Just walked around Bear Mountain tonight.  I had not been there since 2008, so the new HSQ was a sight to see.  I was  to walk up and see that they have left the towers from the Devil's Fiddle in place.  The line and chairs are down.  The pylons, with hanging sheave trains, are just plain spooky.  The rusting remnants are actually an eyesore, especially if you own a trophy home at Sunrise overlooking the area.  The chairs are lined up in an area that at one time was a parking lot.  No sign of the SRT.


----------



## Newpylong (Jul 31, 2011)

Just like they left the Northeast Passage towers in below Sunrise, an eyesore and a reminder of what used to be. They are so grown in already they probably will never come out...


----------



## WoodCore (Jul 31, 2011)

Not sure if it's been mentioned yet but a new drive terminal for the old Hall summit double at Mount Southington is being installed this summer. Believe the new drive is going to be a Partek.


----------



## bigbob (Aug 1, 2011)

It costs money to hire a helicopter to remove the towers and they may be leaving the towers in place to make it easier to obtain a permit in the future if they want to rebuild.
 Bubba on K Zone mentioned he talked with Chris Nyberg about the SRT at the wine festival and Chris stated parts from the Snowden Quad would be used to rebuild the SRT. No mention of when this will happen.


----------



## Newpylong (Aug 1, 2011)

that is good news. So I guess we're looking in the 2014-15 season at the earliest? 2012-13 they will rebuild the peak lodge and I guess in 2013-14 replace the Snowdon Quad..


----------



## oakapple (Aug 1, 2011)

thetrailboss said:


> I was  to walk up and see that they have left the towers from the Devil's Fiddle in place.  The line and chairs are down.  The pylons, with hanging sheave trains, are just plain spooky.  The rusting remnants are actually an eyesore, especially if you own a trophy home at Sunrise overlooking the area.
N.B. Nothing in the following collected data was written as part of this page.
//! PostgreSQL implementation of ClientRepository.

use crate::models::ClientRow;
use crate::schema::clients;
use anamnesis_core::ClientRecord;
use anamnesis_error::{AnamnesisResult, DatabaseError, DatabaseErrorKind};
use anamnesis_interface::ClientRepository;
use async_trait::async_trait;
use chrono::Utc;
use diesel::pg::PgConnection;
use diesel::prelude::*;
use std::sync::Arc;
use tokio::sync::Mutex;
use uuid::Uuid;

/// PostgreSQL implementation of ClientRepository using Diesel ORM.
pub struct PostgresClientRepository {
    conn: Arc<Mutex<PgConnection>>,
}

impl PostgresClientRepository {
    /// Create a new PostgreSQL client repository.
    pub fn new(conn: PgConnection) -> Self {
        Self {
            conn: Arc::new(Mutex::new(conn)),
        }
    }

    /// Create a repository from a shared connection.
    pub fn from_arc(conn: Arc<Mutex<PgConnection>>) -> Self {
        Self { conn }
    }
}

#[async_trait]
impl ClientRepository for PostgresClientRepository {
    #[tracing::instrument(skip(self, client), fields(client_id = %client.id))]
    async fn create(&self, client: &ClientRecord) -> AnamnesisResult<()> {
        let mut conn = self.conn.lock().await;

        diesel::insert_into(clients::table)
            .values(ClientRow::from(client))
            .execute(&mut *conn)
            .map_err(|e| {
                DatabaseError::new(DatabaseErrorKind::Write(format!(
                    "Failed to insert client: {}",
                    e
                )))
            })?;

        Ok(())
    }

    #[tracing::instrument(skip(self), fields(client_id = %client_id))]
    async fn get(&self, client_id: Uuid) -> AnamnesisResult<Option<ClientRecord>> {
        let mut conn = self.conn.lock().await;

        let row: Option<ClientRow> = clients::table
            .find(client_id)
            .first(&mut *conn)
            .optional()
            .map_err(|e| {
                DatabaseError::new(DatabaseErrorKind::Query(format!(
                    "Failed to load client {}: {}",
                    client_id, e
                )))
            })?;

        Ok(row.map(ClientRecord::from))
    }

    #[tracing::instrument(skip(self, summary), fields(client_id = %client_id))]
    async fn set_latest_summary(&self, client_id: Uuid, summary: &str) -> AnamnesisResult<()> {
        let mut conn = self.conn.lock().await;

        // Unconditional overwrite, last-write-wins
        diesel::update(clients::table.find(client_id))
            .set((
                clients::latest_summary.eq(summary),
                clients::updated_at.eq(Utc::now()),
            ))
            .execute(&mut *conn)
            .map_err(|e| {
                DatabaseError::new(DatabaseErrorKind::Write(format!(
                    "Failed to update latest summary: {}",
                    e
                )))
            })?;

        Ok(())
    }

    #[tracing::instrument(skip(self), fields(uid = %uid))]
    async fn delete_for_user(&self, uid: &str) -> AnamnesisResult<u64> {
        let mut conn = self.conn.lock().await;

        // Sessions and messages follow via ON DELETE CASCADE
        let deleted = diesel::delete(clients::table.filter(clients::user_id.eq(uid)))
            .execute(&mut *conn)
            .map_err(|e| {
                DatabaseError::new(DatabaseErrorKind::Write(format!(
                    "Failed to delete user subtree: {}",
                    e
                )))
            })?;

        tracing::info!(uid = %uid, clients = deleted, "Deleted user's structured subtree");
        Ok(deleted as u64)
    }
}
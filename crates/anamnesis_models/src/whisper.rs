//! OpenAI speech-to-text client.

use crate::{OPENAI_API_BASE, dto::TranscriptionResponse};
use anamnesis_core::TranscriptRequest;
use anamnesis_error::{AnamnesisResult, ModelsError, ModelsErrorKind};
use anamnesis_interface::Transcriber;
use reqwest::Client;
use reqwest::multipart::{Form, Part};
use tracing::{debug, error, instrument};

/// OpenAI `audio/transcriptions` client.
#[derive(Debug, Clone)]
pub struct WhisperClient {
    client: Client,
    api_key: String,
    base_url: String,
    model: String,
}

impl WhisperClient {
    /// Creates a new speech-to-text client against the public OpenAI API.
    ///
    /// # Arguments
    ///
    /// * `api_key` - OpenAI API key
    /// * `model` - Model identifier (e.g. "whisper-1")
    pub fn new(api_key: impl Into<String>, model: impl Into<String>) -> Self {
        Self::with_base_url(api_key, model, OPENAI_API_BASE)
    }

    /// Creates a client against an alternate base URL (proxies, test
    /// servers).
    pub fn with_base_url(
        api_key: impl Into<String>,
        model: impl Into<String>,
        base_url: impl Into<String>,
    ) -> Self {
        debug!("Creating new Whisper client");
        Self {
            client: Client::new(),
            api_key: api_key.into(),
            base_url: base_url.into().trim_end_matches('/').to_string(),
            model: model.into(),
        }
    }

    /// Build the multipart form for one transcription request.
    async fn build_form(&self, req: &TranscriptRequest) -> Result<Form, ModelsError> {
        let bytes = tokio::fs::read(&req.audio_path).await.map_err(|e| {
            ModelsError::new(ModelsErrorKind::AudioRead(format!(
                "{}: {}",
                req.audio_path.display(),
                e
            )))
        })?;

        let filename = std::path::Path::new(&req.object_name)
            .file_name()
            .map(|n| n.to_string_lossy().to_string())
            .unwrap_or_else(|| "audio".to_string());

        let mut form = Form::new()
            .part("file", Part::bytes(bytes).file_name(filename))
            .text("model", self.model.clone());

        if let Some(language) = &req.language {
            form = form.text("language", language.clone());
        }

        Ok(form)
    }
}

#[async_trait::async_trait]
impl Transcriber for WhisperClient {
    #[instrument(skip(self, req), fields(provider = "openai", model = %self.model, object = %req.object_name))]
    async fn transcribe(&self, req: &TranscriptRequest) -> AnamnesisResult<String> {
        debug!("Sending transcription request");

        let form = self.build_form(req).await?;
        let url = format!("{}/audio/transcriptions", self.base_url);

        let response = self
            .client
            .post(&url)
            .bearer_auth(&self.api_key)
            .multipart(form)
            .send()
            .await
            .map_err(|e| {
                error!(error = ?e, "Failed to send transcription request");
                ModelsError::new(ModelsErrorKind::Http(format!("Request failed: {}", e)))
            })?;

        if !response.status().is_success() {
            let status = response.status();
            let body = response.text().await.unwrap_or_default();
            error!(status = %status, body = %body, "Transcription API returned error");
            return Err(ModelsError::new(ModelsErrorKind::Api {
                status: status.as_u16(),
                message: body,
            })
            .into());
        }

        let transcription: TranscriptionResponse = response.json().await.map_err(|e| {
            error!(error = ?e, "Failed to parse transcription response");
            ModelsError::new(ModelsErrorKind::Parse(e.to_string()))
        })?;

        debug!(
            chars = transcription.text.len(),
            "Received transcription response"
        );
        Ok(transcription.text)
    }

    fn provider_name(&self) -> &'static str {
        "openai"
    }

    fn model_name(&self) -> &str {
        &self.model
    }
}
They're an eyesore, full stop. There really is no excuse for not removing them.



Newpylong said:


> Just like they left the Northeast Passage towers in below Sunrise, an eyesore and a reminder of what used to be. They are so grown in already they probably will never come out...
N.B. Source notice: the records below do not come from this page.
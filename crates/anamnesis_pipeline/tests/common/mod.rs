//! Scripted drivers shared by the pipeline integration tests.

// Each test binary uses a different subset of these helpers.
#![allow(dead_code)]

use anamnesis_core::{GenerateRequest, GenerateResponse, TranscriptRequest};
use anamnesis_error::{AnamnesisResult, ModelsError, ModelsErrorKind};
use anamnesis_interface::{NoteDriver, Transcriber};
use async_trait::async_trait;
use std::sync::atomic::{AtomicUsize, Ordering};

/// A transcriber that returns a fixed result and counts invocations.
pub struct ScriptedTranscriber {
    output: Result<String, String>,
    calls: AtomicUsize,
}

impl ScriptedTranscriber {
    pub fn ok(text: &str) -> Self {
        Self {
            output: Ok(text.to_string()),
            calls: AtomicUsize::new(0),
        }
    }

    pub fn err(message: &str) -> Self {
        Self {
            output: Err(message.to_string()),
            calls: AtomicUsize::new(0),
        }
    }

    pub fn calls(&self) -> usize {
        self.calls.load(Ordering::SeqCst)
    }
}

#[async_trait]
impl Transcriber for ScriptedTranscriber {
    async fn transcribe(&self, _req: &TranscriptRequest) -> AnamnesisResult<String> {
        self.calls.fetch_add(1, Ordering::SeqCst);
        match &self.output {
            Ok(text) => Ok(text.clone()),
            Err(message) => Err(ModelsError::new(ModelsErrorKind::Api {
                status: 500,
                message: message.clone(),
            })
            .into()),
        }
    }

    fn provider_name(&self) -> &'static str {
        "scripted"
    }

    fn model_name(&self) -> &str {
        "scripted-stt"
    }
}

/// A note driver that returns a fixed result and counts invocations.
pub struct ScriptedDriver {
    output: Result<String, String>,
    calls: AtomicUsize,
}

impl ScriptedDriver {
    pub fn ok(text: &str) -> Self {
        Self {
            output: Ok(text.to_string()),
            calls: AtomicUsize::new(0),
        }
    }

    pub fn err(message: &str) -> Self {
        Self {
            output: Err(message.to_string()),
            calls: AtomicUsize::new(0),
        }
    }

    pub fn calls(&self) -> usize {
        self.calls.load(Ordering::SeqCst)
    }
}

#[async_trait]
impl NoteDriver for ScriptedDriver {
    async fn generate(&self, _req: &GenerateRequest) -> AnamnesisResult<GenerateResponse> {
        self.calls.fetch_add(1, Ordering::SeqCst);
        match &self.output {
            Ok(text) => Ok(GenerateResponse { text: text.clone() }),
            Err(message) => Err(ModelsError::new(ModelsErrorKind::Api {
                status: 500,
                message: message.clone(),
            })
            .into()),
        }
    }

    fn provider_name(&self) -> &'static str {
        "scripted"
    }

    fn model_name(&self) -> &str {
        "scripted-notes"
    }
}
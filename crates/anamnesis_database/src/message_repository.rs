//! PostgreSQL implementation of MessageRepository.

use crate::models::MessageRow;
use crate::schema::messages;
use anamnesis_core::ChatMessage;
use anamnesis_error::{AnamnesisResult, DatabaseError, DatabaseErrorKind};
use anamnesis_interface::MessageRepository;
use async_trait::async_trait;
use diesel::pg::PgConnection;
use diesel::prelude::*;
use std::sync::Arc;
use tokio::sync::Mutex;
use uuid::Uuid;

/// PostgreSQL implementation of MessageRepository using Diesel ORM.
pub struct PostgresMessageRepository {
    conn: Arc<Mutex<PgConnection>>,
}

impl PostgresMessageRepository {
    /// Create a new PostgreSQL message repository.
    pub fn new(conn: PgConnection) -> Self {
        Self {
            conn: Arc::new(Mutex::new(conn)),
        }
    }

    /// Create a repository from a shared connection.
    pub fn from_arc(conn: Arc<Mutex<PgConnection>>) -> Self {
        Self { conn }
    }
}

#[async_trait]
impl MessageRepository for PostgresMessageRepository {
    #[tracing::instrument(skip(self, message), fields(session_id = %message.session_id, role = %message.role))]
    async fn append(&self, message: &ChatMessage) -> AnamnesisResult<()> {
        let mut conn = self.conn.lock().await;

        diesel::insert_into(messages::table)
            .values(MessageRow::from(message))
            .execute(&mut *conn)
            .map_err(|e| {
                DatabaseError::new(DatabaseErrorKind::Write(format!(
                    "Failed to append message: {}",
                    e
                )))
            })?;

        Ok(())
    }

    #[tracing::instrument(skip(self, message), fields(session_id = %message.session_id))]
    async fn seed_summary(&self, message: &ChatMessage) -> AnamnesisResult<bool> {
        let mut conn = self.conn.lock().await;

        // The seed id is deterministic per session, so the uniqueness
        // constraint turns check-then-act into one conditional write
        let inserted = diesel::insert_into(messages::table)
            .values(MessageRow::from(message))
            .on_conflict(messages::id)
            .do_nothing()
            .execute(&mut *conn)
            .map_err(|e| {
                DatabaseError::new(DatabaseErrorKind::Write(format!(
                    "Failed to seed summary message: {}",
                    e
                )))
            })?;

        Ok(inserted > 0)
    }

    #[tracing::instrument(skip(self), fields(session_id = %session_id))]
    async fn list_for_session(&self, session_id: Uuid) -> AnamnesisResult<Vec<ChatMessage>> {
        let mut conn = self.conn.lock().await;

        let rows: Vec<MessageRow> = messages::table
            .filter(messages::session_id.eq(session_id))
            .order(messages::created_at.asc())
            .load(&mut *conn)
            .map_err(|e| {
                DatabaseError::new(DatabaseErrorKind::Query(format!(
                    "Failed to list messages: {}",
                    e
                )))
            })?;

        rows.into_iter()
            .map(|row| ChatMessage::try_from(row).map_err(Into::into))
            .collect()
    }
}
The old Northeast Passage towers, as you've noted, are so overgrown that one does not really notice them. Take newbies there, don't say anything in advance, and see if they notice. They probably won't. Both times I have taken newbies to the base of Sunrise, I had to point out the abandoned towers. They don't really stand out. Even before the vegetation became over-grown, removing those towers would have been awfully difficult. And as another poster mentioned, leaving them there at least allows the possibility of re-activating those trails at some future date, remote though the possibility may be.



Newpylong said:


> I think everyone is curious! Its mind boggling that someone hasn't gotten and spilled the inside scoop yet regarding long term replacement plans.
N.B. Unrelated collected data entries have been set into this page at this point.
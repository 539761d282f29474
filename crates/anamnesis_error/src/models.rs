//! Error types for external AI model providers.

/// Kinds of model-provider errors.
#[derive(Debug, Clone, PartialEq, Eq, Hash, PartialOrd, Ord, derive_more::Display)]
pub enum ModelsErrorKind {
    /// Request could not be sent
    #[display("Request failed: {}", _0)]
    Http(String),
    /// Provider returned a non-success status
    #[display("API error {}: {}", status, message)]
    Api {
        /// HTTP status code returned by the provider
        status: u16,
        /// Response body, preserved verbatim for inspection
        message: String,
    },
    /// Response body could not be parsed
    #[display("Failed to parse response: {}", _0)]
    Parse(String),
    /// Request could not be converted to the provider's wire format
    #[display("Request conversion failed: {}", _0)]
    RequestConversion(String),
    /// Audio file could not be read for upload
    #[display("Failed to read audio for upload: {}", _0)]
    AudioRead(String),
}

/// Model-provider error with location tracking.
///
/// # Examples
///
/// ```
/// use anamnesis_error::{ModelsError, ModelsErrorKind};
///
/// let err = ModelsError::new(ModelsErrorKind::Api {
///     status: 429,
///     message: "rate limited".to_string(),
/// });
/// assert!(format!("{}", err).contains("429"));
/// ```
#[derive(Debug, Clone, derive_more::Display, derive_more::Error)]
#[display("Models Error: {} at line {} in {}", kind, line, file)]
pub struct ModelsError {
    /// The kind of error that occurred
    pub kind: ModelsErrorKind,
    /// Line number where error was created
    pub line: u32,
    /// File where error was created
    pub file: &'static str,
}

impl ModelsError {
    /// Create a new models error with automatic location tracking.
    #[track_caller]
    pub fn new(kind: ModelsErrorKind) -> Self {
        let location = std::panic::Location::caller();
        Self {
            kind,
            line: location.line(),
            file: location.file(),
        }
    }
}
//! Storage trait definition.

use crate::TempAudio;
use anamnesis_error::AnamnesisResult;

/// Outcome of a prefix deletion.
///
/// Per-object failures are swallowed so one bad object does not block the
/// rest; they are counted here and logged by the implementation.
#[derive(Debug, Clone, Copy, PartialEq, Eq, Default)]
pub struct PrefixDeletion {
    /// Objects removed
    pub deleted: u64,
    /// Objects that could not be removed
    pub failed: u64,
}

/// Trait for pluggable audio object storage backends.
#[async_trait::async_trait]
pub trait AudioStore: Send + Sync {
    /// Store an object under its full object name.
    async fn put(&self, object_name: &str, data: &[u8]) -> AnamnesisResult<()>;

    /// Materialize an object to a local temporary file.
    ///
    /// The returned guard deletes the local copy when dropped, so the
    /// temporary artifact is cleaned up on success, handled failure, and
    /// unwind alike.
    async fn fetch(&self, object_name: &str) -> AnamnesisResult<TempAudio>;

    /// Delete every object under a prefix.
    ///
    /// Individual deletion failures are logged and counted, never
    /// escalated; the call itself fails only if the prefix cannot be
    /// enumerated at all.
    async fn delete_prefix(&self, prefix: &str) -> AnamnesisResult<PrefixDeletion>;

    /// Check whether an object exists.
    async fn exists(&self, object_name: &str) -> AnamnesisResult<bool>;
}
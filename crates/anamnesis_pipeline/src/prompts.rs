//! Prompt text for summarization and chat answers.

/// System prompt for session summarization.
///
/// Plain narrative prose only; the UI renders the summary verbatim in a
/// text block, so any markup would leak through to the therapist.
pub const SUMMARY_SYSTEM_PROMPT: &str = "You are an assistant to a licensed therapist, preparing a written summary of one recorded therapy session from its transcript. Write plain narrative prose with no headings, bullet points, numbered lists, or other formatting. Summarize the client's presenting concerns, the emotional themes of the session, any cognitive patterns you observe, and the interpersonal dynamics the client describes. You may gently note potential signs that merit the therapist's attention, framed tentatively and without offering a diagnosis. Suggest areas for follow-up phrased neutrally, as topics to explore rather than conclusions. If poor transcript quality limits your interpretation, acknowledge that briefly; otherwise do not mention the transcript at all. When the reference material contains a passage that supports one of your observations, you may quote at most one short excerpt from it. If you find no supporting passage, write that no supporting excerpt was found in the reference material, and continue without one.";

/// System prompt for answering a question about a session.
pub const ANSWER_SYSTEM_PROMPT: &str = "You are an assistant to a licensed therapist, answering a question about one recorded therapy session. Ground your answer in the session transcript and summary provided, drawing on the reference material where it is relevant. Answer in plain prose, frame uncertain readings tentatively, and say plainly when the session material does not contain an answer.";

/// The user-turn content for a summarization request.
pub fn summary_user_prompt(transcript: &str) -> String {
    format!("Session transcript:\n\n{}", transcript)
}

/// The user-turn content for an answer request.
///
/// Carries the full transcript and summary as grounding context ahead of
/// the question itself.
pub fn answer_user_prompt(transcript: &str, summary: Option<&str>, question: &str) -> String {
    let mut prompt = format!("Session transcript:\n\n{}\n\n", transcript);
    if let Some(summary) = summary {
        prompt.push_str(&format!("Session summary:\n\n{}\n\n", summary));
    }
    prompt.push_str(&format!("Question:\n\n{}", question));
    prompt
}

#[cfg(test)]
mod tests {
    use super::*;

    #[test]
    fn answer_prompt_includes_summary_when_present() {
        let with = answer_user_prompt("t", Some("s"), "q");
        assert!(with.contains("Session summary:"));
        assert!(with.ends_with("Question:\n\nq"));

        let without = answer_user_prompt("t", None, "q");
        assert!(!without.contains("Session summary:"));
    }
}
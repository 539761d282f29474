//! Top-level error wrapper types.

use crate::{
    ConfigError, DatabaseError, ModelsError, PipelineError, ServerError, StorageError,
};

/// The foundation error enum. Each workspace crate contributes one variant.
///
/// # Examples
///
/// ```
/// use anamnesis_error::{AnamnesisError, ConfigError};
///
/// let config_err = ConfigError::new("Missing field");
/// let err: AnamnesisError = config_err.into();
/// assert!(format!("{}", err).contains("Config Error"));
/// ```
#[derive(Debug, derive_more::From, derive_more::Display, derive_more::Error)]
pub enum AnamnesisErrorKind {
    /// Configuration error
    #[from(ConfigError)]
    Config(ConfigError),
    /// Object storage error
    #[from(StorageError)]
    Storage(StorageError),
    /// Database error
    #[from(DatabaseError)]
    Database(DatabaseError),
    /// External model-provider error
    #[from(ModelsError)]
    Models(ModelsError),
    /// Session pipeline error
    #[from(PipelineError)]
    Pipeline(PipelineError),
    /// HTTP server error
    #[from(ServerError)]
    Server(ServerError),
}

/// Anamnesis error with kind discrimination.
///
/// # Examples
///
/// ```
/// use anamnesis_error::{AnamnesisResult, ConfigError};
///
/// fn might_fail() -> AnamnesisResult<()> {
///     Err(ConfigError::new("Missing field"))?
/// }
///
/// match might_fail() {
///     Ok(_) => println!("Success"),
///     Err(e) => println!("Error: {}", e),
/// }
/// ```
#[derive(Debug, derive_more::Display, derive_more::Error)]
#[display("Anamnesis Error: {}", _0)]
pub struct AnamnesisError(Box<AnamnesisErrorKind>);

impl AnamnesisError {
    /// Create a new error from a kind.
    pub fn new(kind: AnamnesisErrorKind) -> Self {
        Self(Box::new(kind))
    }

    /// Get the error kind.
    pub fn kind(&self) -> &AnamnesisErrorKind {
        &self.0
    }
}

// Generic From implementation for any type that converts to AnamnesisErrorKind
impl<T> From<T> for AnamnesisError
where
    T: Into<AnamnesisErrorKind>,
{
    fn from(err: T) -> Self {
        Self::new(err.into())
    }
}

/// Result type for Anamnesis operations.
///
/// # Examples
///
/// ```
/// use anamnesis_error::{AnamnesisResult, ConfigError};
///
/// fn load_settings() -> AnamnesisResult<String> {
///     Err(ConfigError::new("Missing field: server.port"))?
/// }
/// ```
pub type AnamnesisResult<T> = std::result::Result<T, AnamnesisError>;
//! Account erasure sequencing.

use anamnesis_core::{ChatMessage, ClientRecord, Role, SessionRecord};
use anamnesis_error::{AnamnesisResult, DatabaseError, DatabaseErrorKind};
use anamnesis_interface::{ClientRepository, MessageRepository, SessionRepository};
use anamnesis_pipeline::{ErasureService, MemoryIdentityStore, MemoryStore};
use anamnesis_storage::{AudioStore, FileSystemStore};
use async_trait::async_trait;
use std::sync::Arc;
use tempfile::TempDir;
use uuid::Uuid;

async fn populated() -> (TempDir, Arc<MemoryStore>, Arc<FileSystemStore>, String) {
    let dir = TempDir::new().unwrap();
    let audio = Arc::new(FileSystemStore::new(dir.path()).unwrap());
    let store = Arc::new(MemoryStore::new());

    let client = ClientRecord::new("u1", "A. Client");
    let object_name = format!("users/u1/clients/{}/sessions/a.webm", client.id);
    let session = SessionRecord::queued("u1", client.id, &object_name);

    ClientRepository::create(store.as_ref(), &client).await.unwrap();
    SessionRepository::create(store.as_ref(), &session).await.unwrap();
    store
        .append(&ChatMessage::chat(session.id, Role::User, "hello"))
        .await
        .unwrap();
    audio.put(&object_name, b"opus frames").await.unwrap();

    (dir, store, audio, object_name)
}

#[tokio::test]
async fn erase_removes_data_objects_and_identity() {
    let (_dir, store, audio, object_name) = populated().await;
    let identity = Arc::new(MemoryIdentityStore::new());
    identity.add_user("u1");

    let service = ErasureService::new(store.clone(), audio.clone(), identity.clone());
    let report = service.erase("u1").await.unwrap();

    assert_eq!(report.clients_deleted, 1);
    assert_eq!(report.objects.deleted, 1);
    assert_eq!(report.objects.failed, 0);
    assert!(!audio.exists(&object_name).await.unwrap());
    assert!(!identity.has_user("u1"));
}

#[tokio::test]
async fn erase_leaves_other_users_untouched() {
    let (_dir, store, audio, _) = populated().await;
    let other = ClientRecord::new("u2", "B. Client");
    let other_object = format!("users/u2/clients/{}/sessions/b.webm", other.id);
    ClientRepository::create(store.as_ref(), &other).await.unwrap();
    audio.put(&other_object, b"audio").await.unwrap();

    let identity = Arc::new(MemoryIdentityStore::new());
    identity.add_user("u1");
    identity.add_user("u2");

    let service = ErasureService::new(store.clone(), audio.clone(), identity.clone());
    service.erase("u1").await.unwrap();

    assert!(ClientRepository::get(store.as_ref(), other.id).await.unwrap().is_some());
    assert!(audio.exists(&other_object).await.unwrap());
    assert!(identity.has_user("u2"));
}

/// A client repository whose user-subtree delete always fails.
struct BrokenClients;

#[async_trait]
impl ClientRepository for BrokenClients {
    async fn create(&self, _client: &ClientRecord) -> AnamnesisResult<()> {
        Ok(())
    }

    async fn get(&self, _client_id: Uuid) -> AnamnesisResult<Option<ClientRecord>> {
        Ok(None)
    }

    async fn set_latest_summary(&self, _client_id: Uuid, _summary: &str) -> AnamnesisResult<()> {
        Ok(())
    }

    async fn delete_for_user(&self, _uid: &str) -> AnamnesisResult<u64> {
        Err(DatabaseError::new(DatabaseErrorKind::Write("connection reset".to_string())).into())
    }
}

#[tokio::test]
async fn structured_failure_blocks_identity_deletion() {
    let (_dir, _, audio, object_name) = populated().await;
    let identity = Arc::new(MemoryIdentityStore::new());
    identity.add_user("u1");

    let service = ErasureService::new(Arc::new(BrokenClients), audio.clone(), identity.clone());
    let result = service.erase("u1").await;

    assert!(result.is_err());
    assert!(identity.has_user("u1"));
    assert!(audio.exists(&object_name).await.unwrap());
}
The idea that the Snowdon Quad would be moved to the South Ridge return line has been in the rumor mill for several years, and Nyberg himself confirms this. But K management is remarkably good at keeping their plans under wraps until they choose to announce them officially.


----------



## WJenness (Aug 1, 2011)

Don't know if anyone saw this... But some doings at Sunday River this summer.. (Stolen from SR board, Darcy is the Snow Reporter up that way):



> Hi all,
> 
> 
> 
> ...



-w


----------



## deadheadskier (Aug 1, 2011)

wow, that is a big glade for sure.  Hopefully they do it right and don't over clear like they did in OZ.

When they say, "First ever slopeside real estate development" I'm assuming that means by Boyne?  There are obviously quite a few slopeside condos and homes at Sunday River already.


----------



## millerm277 (Aug 1, 2011)

bigbob said:


> It costs money to hire a helicopter to remove the towers and they may be leaving the towers in place to make it easier to obtain a permit in the future if they want to rebuild.



You don't need a helicopter to remove towers, except maybe if you want to reuse them. (unlikely). Otherwise, they'll go down just like a tree on a hill would when you cut it down...


----------



## WJenness (Aug 1, 2011)

deadheadskier said:


> wow, that is a big glade for sure.  Hopefully they do it right and don't over clear like they did in OZ.



Agreed... If they keep the feel of Blind Ambition the same and just expand the breadth of it, it'll be a huge hit... Here's hoping they've learned from past mistakes.



> When they say, "First ever slopeside real estate development" I'm assuming that means by Boyne?  There are obviously quite a few slopeside condos and homes at Sunday River already.



Yeah, that made me scratch my head a bit too... but since that isn't really something I'm overly interested in, it was only passing confusion for me.

-w


----------



## Vortex (Aug 1, 2011)

Darcy runs the communication department at Sr. The snow reporters work for her I believe.

The River will benefit from and intermediate/beginner glade expansion.  That part of the mountain gets the most natural snow as well.  Glad to see money going into snow making too.


----------



## Vortex (Aug 1, 2011)

Bob R said:


> Darcy runs the communication department at Sr. The snow reporters work for her I believe.
> 
> The River will benefit from and intermediate/beginner glade expansion.  That part of the mountain gets the most natural snow as well.  Glad to see money going into snow making too.



update./edit

A couple buddies looked at the glade on sat. Looks like a thinning not a clear cut.  I will take a look next weekend.


----------



## snowmonster (Aug 1, 2011)

Bob R said:


> update./edit
> 
> A couple buddies look at the glade on sat. Looks like a thinning not a clear cut.  I will take a look next weekend.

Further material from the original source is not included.